In questa gran confusione di accuse, rivendicazioni e commenti laterali – tipici, se si vuole, della campagna elettorale – si fa fatica ad avere una visione chiara di ciò che accade e di come muoversi. I rapporti di forza tra i soggetti politici appaiono instabili e confusi e il percorso verso le prossime elezioni politiche complicato. L’Italia del post Draghi presenta un profilo estremamente frammentato, con linee di “unione” e “divisione” sempre meno nette. Non a caso lo stesso Mario Draghi, al termine del Consiglio dei Ministri che ha approvato il dl Aiuti bis da 17 miliardi di euro per sostenere famiglie e imprese, ha ribadito la necessità «di coesione sociale e politica». L’incertezza, con le urne alle porte, può essere mitigata se la credibilità dell’Italia rimane tale davanti a ciò che Draghi ha definito come «nuvole all’orizzonte»: l’aumento del gas, la crisi energetica, l’inflazione, l’incertezza geopolitica e il carovita sono solo alcune delle sfide che l’autunno porterà con sé. E no, non sono poche.

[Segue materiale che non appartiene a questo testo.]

//! Trigger descriptions, from command line flags or a JSON file.
//!
//! A trigger file is an array of objects:
//!
//! ```json
//! [
//!   { "routine": "f", "at": ["return"], "condition": "x > 1", "inject": "x = 0" },
//!   { "routine": "f", "at": [["y =", 3]], "jump": "return" },
//!   { "routine": "*", "at": ["<start>"], "break": true },
//!   { "routine": "f", "at": [{ "pattern": "y\\s*=" }], "inject": "y = 1" }
//! ]
//! ```
//!
//! `routine` is a routine of the loaded module, the module name for every routine
//! in it, or `*` for all routines. Entries of `at` are OR'd; a nested array is a
//! tuple whose members must all match. On the command line a regular expression is
//! written between slashes: `f:/y\s*=/`.

use color_eyre::eyre::{Result, WrapErr, bail, eyre};
use serde::Deserialize;
use std::{fs, path::Path, sync::Arc};
use waypoint_engine::{Anchor, Callback, Identifier, Instrumenter, Namespace, source_hash};
use waypoint_script::Module;

/// Anchor name selecting every routine.
pub(crate) const GLOBAL: &str = "*";

/// One location in a trigger file.
#[derive(Debug, Clone, Deserialize)]
#[serde(untagged)]
pub(crate) enum Location {
    Line(u32),
    Text(String),
    Pattern { pattern: String },
    All(Vec<Location>),
}

impl Location {
    /// A command line location: a bare number is a line number and `/re/` is a
    /// regular expression.
    pub(crate) fn parse(text: &str) -> Self {
        let text = text.trim();
        if !text.is_empty()
            && text.bytes().all(|b| b.is_ascii_digit())
            && let Ok(line) = text.parse()
        {
            return Self::Line(line);
        }
        if let Some(pattern) = text
            .strip_prefix('/')
            .and_then(|rest| rest.strip_suffix('/'))
        {
            return Self::Pattern {
                pattern: pattern.to_owned(),
            };
        }
        Self::Text(text.to_owned())
    }

    fn identifier(&self) -> Result<Identifier> {
        Ok(match self {
            Self::Line(n) => Identifier::Line(*n),
            Self::Text(text) => Identifier::parse(text),
            Self::Pattern { pattern } => Identifier::pattern(pattern)?,
            Self::All(members) => Identifier::all(
                members
                    .iter()
                    .map(Self::identifier)
                    .collect::<Result<Vec<_>>>()?,
            ),
        })
    }
}

/// One trigger and what it does when it fires.
#[derive(Debug, Clone, Default, Deserialize)]
#[serde(deny_unknown_fields)]
pub(crate) struct TriggerSpec {
    pub(crate) routine: String,
    #[serde(default)]
    pub(crate) at: Vec<Location>,
    #[serde(default)]
    pub(crate) condition: Option<String>,
    #[serde(default)]
    pub(crate) inject: Option<String>,
    #[serde(default)]
    pub(crate) jump: Option<Location>,
    #[serde(default, rename = "break")]
    pub(crate) breakpoint: bool,
    #[serde(default)]
    pub(crate) source_hash: Option<String>,
}

impl TriggerSpec {
    /// Parses a `routine:identifier` command line location.
    pub(crate) fn from_flag(flag: &str) -> Result<Self> {
        let (routine, at) = flag
            .split_once(':')
            .ok_or_else(|| eyre!("expected ROUTINE:IDENTIFIER, got `{flag}`"))?;
        Ok(Self {
            routine: routine.trim().to_owned(),
            at: vec![Location::parse(at)],
            ..Self::default()
        })
    }

    fn callback(&self) -> Result<Callback> {
        match (&self.inject, &self.jump, self.breakpoint) {
            (Some(source), None, false) => Ok(Callback::inject(source)),
            (None, Some(target), false) => Ok(Callback::jump(target.identifier()?)),
            (None, None, true) => Ok(Callback::breakpoint()),
            (None, None, false) => bail!("trigger on `{}` has no action", self.routine),
            _ => bail!(
                "trigger on `{}` has more than one action; pick one of inject, jump and break",
                self.routine
            ),
        }
    }

    fn anchor(&self, module: &Arc<Module>) -> Result<Anchor> {
        if self.routine == GLOBAL {
            return Ok(Anchor::Global);
        }
        if let Some(routine) = module.routine(&self.routine) {
            return Ok(Anchor::from(routine));
        }
        if self.routine == module.name() {
            let namespace: Arc<dyn Namespace> = module.clone();
            return Ok(Anchor::from(namespace));
        }
        bail!("no routine `{}` in module `{}`", self.routine, module.name())
    }

    /// Builds the trigger and submits its handler.
    pub(crate) fn attach(&self, instrumenter: &Arc<Instrumenter>, module: &Arc<Module>) -> Result<()> {
        let callback = self.callback()?;
        let mut builder = instrumenter.when(self.anchor(module)?);
        for location in &self.at {
            builder = builder.at(location.identifier()?);
        }
        if let Some(condition) = &self.condition {
            builder = builder.condition(condition.as_str());
        }
        if let Some(hash) = &self.source_hash {
            builder = builder.source_hash(hash.as_str());
        }

        let trigger = builder
            .build()
            .wrap_err_with(|| format!("cannot attach to `{}`", self.routine))?;
        let handler = instrumenter.attach(trigger, callback)?;
        log::info!("attached {} to `{}`", handler.id(), self.routine);
        Ok(())
    }
}

/// Reads a JSON trigger file.
pub(crate) fn load(path: &Path) -> Result<Vec<TriggerSpec>> {
    let text = fs::read_to_string(path)
        .wrap_err_with(|| format!("cannot read trigger file {}", path.display()))?;
    serde_json::from_str(&text)
        .wrap_err_with(|| format!("invalid trigger file {}", path.display()))
}

/// Drift-guard digest of `routine`, or of the whole module when named after it.
pub(crate) fn digest(module: &Arc<Module>, routine: &str) -> Result<String> {
    let spec = TriggerSpec {
        routine: routine.to_owned(),
        ..TriggerSpec::default()
    };
    Ok(source_hash(&spec.anchor(module)?)?)
}

#[cfg(test)]
mod tests {
    use super::*;

    #[test]
    fn parses_a_trigger_file() {
        let specs: Vec<TriggerSpec> = serde_json::from_str(
            r#"[
                { "routine": "f", "at": ["return", 4], "inject": "x = 0" },
                { "routine": "f", "at": [["y =", "+2"]], "jump": "return" },
                { "routine": "*", "at": ["<start>"], "break": true }
            ]"#,
        )
        .unwrap();

        assert_eq!(specs.len(), 3);
        assert!(matches!(specs[0].at[1], Location::Line(4)));
        assert!(matches!(
            specs[1].at[0].identifier().unwrap(),
            Identifier::All(ref members) if matches!(members[1], Identifier::Offset(2))
        ));
        assert!(matches!(specs[2].at[0].identifier().unwrap(), Identifier::Start));
        assert!(specs[2].breakpoint);
    }

    #[test]
    fn regular_expressions() {
        let specs: Vec<TriggerSpec> = serde_json::from_str(
            r#"[{ "routine": "f", "at": [{ "pattern": "y\\s*=" }, ["return", { "pattern": "y$" }]], "inject": "y = 1" }]"#,
        )
        .unwrap();
        assert!(matches!(specs[0].at[0].identifier().unwrap(), Identifier::Pattern(_)));
        assert!(matches!(
            specs[0].at[1].identifier().unwrap(),
            Identifier::All(ref members) if matches!(members[1], Identifier::Pattern(_))
        ));

        let spec = TriggerSpec::from_flag("f:/y\\s*=/").unwrap();
        assert!(matches!(&spec.at[0], Location::Pattern { pattern } if pattern == "y\\s*="));
        assert!(matches!(Location::parse("/").identifier().unwrap(), Identifier::Prefix(_)));

        let spec = TriggerSpec::from_flag("f:/(/").unwrap();
        assert!(spec.at[0].identifier().is_err());
    }

    #[test]
    fn rejects_unknown_fields() {
        let result: Result<Vec<TriggerSpec>, _> =
            serde_json::from_str(r#"[{ "routine": "f", "at": [], "injct": "x" }]"#);
        assert!(result.is_err());
    }

    #[test]
    fn flags() {
        let spec = TriggerSpec::from_flag("f:3").unwrap();
        assert_eq!(spec.routine, "f");
        assert!(matches!(spec.at[0], Location::Line(3)));

        let spec = TriggerSpec::from_flag("f:+3").unwrap();
        assert!(matches!(spec.at[0].identifier().unwrap(), Identifier::Offset(3)));

        let spec = TriggerSpec::from_flag("f: return y").unwrap();
        assert!(matches!(&spec.at[0], Location::Text(text) if text == "return y"));

        assert!(TriggerSpec::from_flag("f").is_err());
    }

    #[test]
    fn exactly_one_action() {
        let mut spec = TriggerSpec::from_flag("f:1").unwrap();
        assert!(spec.callback().is_err());
        spec.inject = Some("x = 1".into());
        assert!(spec.callback().is_ok());
        spec.breakpoint = true;
        assert!(spec.callback().is_err());
    }
}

Una quota molto elevata di cittadini italiani, soprattutto nelle fasce più giovani, percepisce queste difficoltà e si mostra, oggi più che mai, indecisa su chi votare ma soprattutto se votare o meno. L’obiettivo dei partiti nell’immediato futuro sarà allora quello di convincere i cittadini di essere in grado di gestire le emergenze e restituire al Paese un’unità che in questi giorni sembra smarrita. La vera domanda è: cinquanta giorni saranno sufficienti per farlo?